As we go to press this week, the trial of police officer Derek Chauvin for the murder of George Floyd has gone to the jury, and again we are in limbo, not knowing what will happen next.
Whatever the jury’s decision, it will never restore the life of George Floyd, and give him back to his loved ones who testified in his trial. It will never erase the trauma experienced by millions of Americans who watched his death, over and over, in horrific videos, much less ease the suffering of those who stood on that street corner of Minneapolis in real-time, taping it with their phones and trying to convince Chauvin to get off of Floyd, to let him breathe.

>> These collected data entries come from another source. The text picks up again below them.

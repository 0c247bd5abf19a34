//! Client-visible replication behavior: puts, gets, redirects, and
//! cross-replica convergence.

use std::time::Duration;

use tokio::time::timeout;

use raftkv::core::message::{Message, Payload, BROADCAST};
use raftkv::testing::TestCluster;
use raftkv::transport::Transport;

#[tokio::test]
async fn test_put_then_get_roundtrip() {
    let mut cluster = TestCluster::start(3).await;
    cluster
        .wait_for_leader(Duration::from_secs(2))
        .await
        .expect("no leader elected");

    let mut client = cluster.client();
    client.put("a", "1").await.expect("put not acknowledged");
    assert_eq!(client.get("a").await.unwrap(), Some("1".to_string()));

    cluster.shutdown().await;
}

#[tokio::test]
async fn test_get_missing_key_fails() {
    let mut cluster = TestCluster::start(3).await;
    cluster
        .wait_for_leader(Duration::from_secs(2))
        .await
        .expect("no leader elected");

    let mut client = cluster.client();
    assert_eq!(client.get("never-written").await.unwrap(), None);

    cluster.shutdown().await;
}

#[tokio::test]
async fn test_follower_redirects_to_leader() {
    let cluster = TestCluster::start(3).await;
    let leader = cluster
        .wait_for_leader(Duration::from_secs(2))
        .await
        .expect("no leader elected");
    let follower = cluster
        .ids
        .iter()
        .find(|id| **id != leader)
        .unwrap()
        .clone();

    // Let the first heartbeat round teach the followers who won.
    tokio::time::sleep(Duration::from_millis(100)).await;

    // Speak the wire protocol by hand so the redirect itself is visible.
    let mut endpoint = cluster.net.endpoint("CFFE");
    endpoint
        .send(Message {
            src: "CFFE".to_string(),
            dst: follower.clone(),
            leader: BROADCAST.to_string(),
            term: 0,
            payload: Payload::Put {
                key: "a".to_string(),
                value: "1".to_string(),
                mid: "m-redirect".to_string(),
            },
        })
        .await
        .unwrap();

    let reply = timeout(Duration::from_millis(500), endpoint.recv())
        .await
        .expect("follower stayed silent")
        .unwrap();
    assert_eq!(reply.src, follower);
    assert_eq!(reply.leader, leader);
    assert_eq!(
        reply.payload,
        Payload::Redirect {
            mid: "m-redirect".to_string()
        }
    );

    cluster.shutdown().await;
}

#[tokio::test]
async fn test_back_to_back_puts_keep_last_value() {
    let mut cluster = TestCluster::start(3).await;
    cluster
        .wait_for_leader(Duration::from_secs(2))
        .await
        .expect("no leader elected");

    let mut client = cluster.client();
    client.put("a", "1").await.unwrap();
    client.put("a", "2").await.unwrap();
    assert_eq!(client.get("a").await.unwrap(), Some("2".to_string()));

    cluster.shutdown().await;
}

#[tokio::test]
async fn test_many_keys_survive_replication() {
    let mut cluster = TestCluster::start(5).await;
    cluster
        .wait_for_leader(Duration::from_secs(2))
        .await
        .expect("no leader elected");

    let mut client = cluster.client();
    for i in 0..20 {
        client
            .put(&format!("key-{}", i), &format!("value-{}", i))
            .await
            .unwrap();
    }
    for i in 0..20 {
        assert_eq!(
            client.get(&format!("key-{}", i)).await.unwrap(),
            Some(format!("value-{}", i))
        );
    }

    cluster.shutdown().await;
}

#[tokio::test]
async fn test_logs_and_data_converge_across_replicas() {
    let mut cluster = TestCluster::start(3).await;
    cluster
        .wait_for_leader(Duration::from_secs(2))
        .await
        .expect("no leader elected");

    let mut client = cluster.client();
    for i in 0..5 {
        client.put(&format!("k{}", i), &format!("v{}", i)).await.unwrap();
    }

    // Give the heartbeat rhythm a few rounds to carry the final commit
    // index to every follower.
    tokio::time::sleep(Duration::from_millis(300)).await;

    let reference = cluster.replicas[0].lock().await.log.clone();
    assert_eq!(reference.len(), 5);
    for shared in &cluster.replicas {
        let replica = shared.lock().await;
        assert_eq!(replica.log, reference, "log diverged on {}", replica.id());
        assert_eq!(replica.committed_index, reference.len() as i64 - 1);
        for i in 0..5 {
            assert_eq!(
                replica.data().get(&format!("k{}", i)),
                Some(format!("v{}", i).as_str()),
                "data diverged on {}",
                replica.id()
            );
        }
    }

    cluster.shutdown().await;
}
//! Event loop & timers.
//!
//! One loop per replica: wait for the next inbound message or for the
//! role's deadline to expire, whichever comes first. Deadline expiry
//! means election start for followers and candidates, or a heartbeat
//! round (plus commit advancement) for the leader. All state mutation is
//! serialized through this loop; the shared handle exists for wiring and
//! test inspection.

use std::sync::Arc;

use tokio::sync::{mpsc, Mutex};
use tokio::time::{sleep_until, Instant};
use tracing::{error, info};

use super::config::ReplicaConfig;
use super::replica::{Effects, Replica, Role};
use crate::transport::Transport;

/// Shared handle to a replica's protocol state.
pub type SharedReplica = Arc<Mutex<Replica>>;

/// Handle for stopping a running server.
#[derive(Clone)]
pub struct ServerHandle {
    shutdown_tx: mpsc::Sender<()>,
}

impl ServerHandle {
    pub async fn shutdown(&self) {
        let _ = self.shutdown_tx.send(()).await;
    }
}

/// Owns the transport and drives one replica until shut down.
pub struct ReplicaServer<T: Transport> {
    replica: SharedReplica,
    transport: T,
    config: ReplicaConfig,
    shutdown_rx: mpsc::Receiver<()>,
    shutdown_tx: mpsc::Sender<()>,
}

impl<T: Transport + 'static> ReplicaServer<T> {
    /// Create a server with default timing. Returns the server and the
    /// shared replica state.
    pub fn new(replica: Replica, transport: T) -> (Self, SharedReplica) {
        Self::with_config(replica, transport, ReplicaConfig::default())
    }

    pub fn with_config(
        replica: Replica,
        transport: T,
        config: ReplicaConfig,
    ) -> (Self, SharedReplica) {
        let (shutdown_tx, shutdown_rx) = mpsc::channel(1);
        let shared = Arc::new(Mutex::new(replica));
        let server = ReplicaServer {
            replica: shared.clone(),
            transport,
            config,
            shutdown_rx,
            shutdown_tx,
        };
        (server, shared)
    }

    /// Spawn the event loop and return a handle for stopping it.
    pub fn start(self) -> ServerHandle {
        let handle = ServerHandle {
            shutdown_tx: self.shutdown_tx.clone(),
        };
        tokio::spawn(self.run());
        handle
    }

    /// Run the event loop to completion.
    pub async fn run(mut self) {
        // Cold start: nobody has heard from a leader yet.
        let mut deadline = Instant::now() + self.config.random_election_timeout();

        loop {
            tokio::select! {
                _ = self.shutdown_rx.recv() => {
                    let replica = self.replica.lock().await;
                    info!(id = %replica.id(), "replica shutting down");
                    break;
                }
                received = self.transport.recv() => {
                    match received {
                        Ok(msg) => {
                            let effects = self.replica.lock().await.handle_message(msg);
                            self.apply_effects(effects, &mut deadline).await;
                        }
                        Err(err) => {
                            error!(%err, "transport failed, stopping replica");
                            break;
                        }
                    }
                }
                _ = sleep_until(deadline) => {
                    let effects = {
                        let mut replica = self.replica.lock().await;
                        match replica.role {
                            Role::Leader => replica.heartbeat_tick(),
                            Role::Follower | Role::Candidate => replica.election_timeout(),
                        }
                    };
                    self.apply_effects(effects, &mut deadline).await;
                }
            }
        }
    }

    /// Transmit outbound messages and re-arm the deadline when asked.
    /// Followers and candidates get a fresh random election timeout per
    /// reset; the leader runs on the heartbeat interval.
    async fn apply_effects(&mut self, effects: Effects, deadline: &mut Instant) {
        for msg in effects.messages {
            if let Err(err) = self.transport.send(msg).await {
                error!(%err, "dropping outbound message");
            }
        }
        if effects.reset_election_timer {
            let role = self.replica.lock().await.role;
            let interval = match role {
                Role::Leader => self.config.heartbeat_interval,
                Role::Follower | Role::Candidate => self.config.random_election_timeout(),
            };
            *deadline = Instant::now() + interval;
        }
    }
}

#[cfg(test)]
mod tests {
    use super::*;
    use crate::core::message::{Message, Payload, BROADCAST};
    use crate::transport::memory::MemoryNet;
    use std::time::Duration;

    fn test_config() -> ReplicaConfig {
        ReplicaConfig::default()
            .with_election_timeout(Duration::from_millis(150), Duration::from_millis(300))
            .with_heartbeat_interval(Duration::from_millis(15))
    }

    #[tokio::test]
    async fn test_lone_follower_starts_election() {
        let net = MemoryNet::new();
        let transport = net.endpoint("0000");
        let mut observer = net.endpoint("0001");

        let replica = Replica::new("0000".to_string(), vec!["0001".to_string()]);
        let (server, shared) = ReplicaServer::with_config(replica, transport, test_config());
        let handle = server.start();

        // With no leader traffic the election timer must fire and a vote
        // request must reach the peer.
        let msg = tokio::time::timeout(Duration::from_secs(2), observer.recv())
            .await
            .expect("no election within deadline")
            .unwrap();
        assert!(matches!(msg.payload, Payload::RequestVote { .. }));
        assert_eq!(msg.src, "0000");
        assert_eq!(shared.lock().await.role, Role::Candidate);

        handle.shutdown().await;
    }

    #[tokio::test]
    async fn test_heartbeats_suppress_elections() {
        let net = MemoryNet::new();
        let transport = net.endpoint("0001");
        let mut fake_leader = net.endpoint("0000");

        let replica = Replica::new("0001".to_string(), vec!["0000".to_string()]);
        let (server, shared) = ReplicaServer::with_config(replica, transport, test_config());
        let handle = server.start();

        // Feed heartbeats faster than the election window for a while.
        for _ in 0..20 {
            fake_leader
                .send(Message {
                    src: "0000".to_string(),
                    dst: "0001".to_string(),
                    leader: "0000".to_string(),
                    term: 1,
                    payload: Payload::AppendEntries {
                        committed: -1,
                        next_index: 0,
                        last_index: -1,
                        last_term: -1,
                        entries: vec![],
                    },
                })
                .await
                .unwrap();
            tokio::time::sleep(Duration::from_millis(25)).await;
        }

        let replica = shared.lock().await;
        assert_eq!(replica.role, Role::Follower);
        assert_eq!(replica.current_term, 1);
        assert_eq!(replica.leader_id, "0000");
        drop(replica);

        handle.shutdown().await;
    }

    #[tokio::test]
    async fn test_shutdown_stops_the_loop() {
        let net = MemoryNet::new();
        let transport = net.endpoint("0000");
        let replica = Replica::new("0000".to_string(), vec![]);
        let (server, _shared) = ReplicaServer::with_config(replica, transport, test_config());

        let handle = server.start();
        handle.shutdown().await;

        // The endpoint can be re-registered once the loop is gone; this
        // is just a liveness check that shutdown completes.
        let _ = net.endpoint(BROADCAST);
    }
}
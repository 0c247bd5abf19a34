//! Leader election integration tests over the in-memory network.

use std::collections::{HashMap, HashSet};
use std::time::Duration;

use raftkv::testing::TestCluster;

#[tokio::test]
async fn test_cold_start_elects_single_leader() {
    let cluster = TestCluster::start(5).await;

    let leader = cluster
        .wait_for_leader(Duration::from_secs(2))
        .await
        .expect("no leader elected from cold start");
    assert!(cluster.ids.contains(&leader));

    // Followers learn who the leader is through its append traffic.
    tokio::time::sleep(Duration::from_millis(200)).await;
    for shared in &cluster.replicas {
        let replica = shared.lock().await;
        assert_eq!(replica.leader_id, leader, "replica {} disagrees", replica.id());
    }

    cluster.shutdown().await;
}

#[tokio::test]
async fn test_leader_is_stable_under_heartbeats() {
    let cluster = TestCluster::start(3).await;

    let leader = cluster
        .wait_for_leader(Duration::from_secs(2))
        .await
        .expect("no leader elected");
    let term = cluster.replica(&leader).lock().await.current_term;

    // Several election windows pass; the heartbeat stream must keep
    // followers from starting elections.
    tokio::time::sleep(Duration::from_secs(1)).await;

    let leaders = cluster.current_leaders().await;
    assert_eq!(leaders, vec![leader.clone()]);
    assert_eq!(
        cluster.replica(&leader).lock().await.current_term,
        term,
        "term churned while the leader was healthy"
    );

    cluster.shutdown().await;
}

#[tokio::test]
async fn test_at_most_one_leader_per_term() {
    let cluster = TestCluster::start(5).await;

    let mut leaders_by_term: HashMap<u64, HashSet<String>> = HashMap::new();
    for _ in 0..100 {
        for shared in &cluster.replicas {
            let replica = shared.lock().await;
            if replica.role == raftkv::core::replica::Role::Leader {
                leaders_by_term
                    .entry(replica.current_term)
                    .or_default()
                    .insert(replica.id().to_string());
            }
        }
        tokio::time::sleep(Duration::from_millis(20)).await;
    }

    for (term, leaders) in &leaders_by_term {
        assert!(
            leaders.len() <= 1,
            "term {} had multiple leaders: {:?}",
            term,
            leaders
        );
    }
    assert!(
        !leaders_by_term.is_empty(),
        "no leader was ever observed"
    );

    cluster.shutdown().await;
}

#[tokio::test]
async fn test_terms_never_decrease() {
    let cluster = TestCluster::start(3).await;
    cluster
        .wait_for_leader(Duration::from_secs(2))
        .await
        .expect("no leader elected");

    let mut last_terms: HashMap<String, u64> = HashMap::new();
    for _ in 0..50 {
        for shared in &cluster.replicas {
            let replica = shared.lock().await;
            let prev = last_terms
                .insert(replica.id().to_string(), replica.current_term)
                .unwrap_or(0);
            assert!(
                replica.current_term >= prev,
                "term went backwards on {}",
                replica.id()
            );
        }
        tokio::time::sleep(Duration::from_millis(10)).await;
    }

    cluster.shutdown().await;
}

The defense for Chauvin has attempted throughout the trial to convince the jury that they didn’t see what was plain in the videos: Chauvin cruelly snuffed out George Floyd’s life in broad daylight, in public.
Rather, the defense suggested it was the crowd, trying to save his life, that actually contributed to his death. It was Floyd’s own heart condition, that fact that there were drugs in his system — no matter that absent of these things, Chauvin’s actions, for that length of time, would have killed most people. All these arguments served to do was dehumanize Floyd all over again.
The only way justice can be served in this case is by deterring another crime like this from happening, ever again. But we have the heavy weight of history on top of us.
Just last week came horrific new videos of police violence.
Daunte Wright, a 20-year-old, was shot to death after being stopped for expired tabs by an officer who said she mistook her gun for her taser.
Caron Nazario, a uniformed Army medic, was verbally abused, pepper-sprayed, handcuffed and held at gunpoint by Windsor, Virginia police officers. The officers targeted Nazario for driving without a license plate — not noticing that his brand-new car had a temporary license clearly posted on the back windshield.
Then last week, another video surfaced that showed the killing of 13-year-old Adam Toledo — a child lost on the mean streets of Chicago, who was sentenced to death in an instant when he should have been saved instead.
At Chauvin’s trial, witness after witness for the prosecution testified that Chauvin had acted in violation of his training as a police officer, using excessive force that resulted in Floyd’s death. But lethal force is all too common in our country.
Since 2015, The Washington Post has maintained a database detailing all fatal shootings by police in the United States — about 1,000 per year. Black people account for 40 percent of all unarmed Americans who die this way — despite the fact that Black people make up only 13 percent of the U.S. population.
We are grateful for the work of local artist West McLean, who has memorialized the lives of civil rights icons and Black Americans who have died in recent years during encounters with the police. We are dismayed that one of his portraits, in a display of the Vashon Remembrance Project at Vashon Center for the Arts, was recently vandalized. McLean has vowed to up the output of his work and create new paintings for the project. Sadly, he has no shortage of subjects.
We hope that all islanders see them for what they are: a reminder of the rich and complex lives of ordinary people who should never have died such violent and senseless deaths. Their loss is our country’s loss and deep shame.
Policing must be reformed in our nation.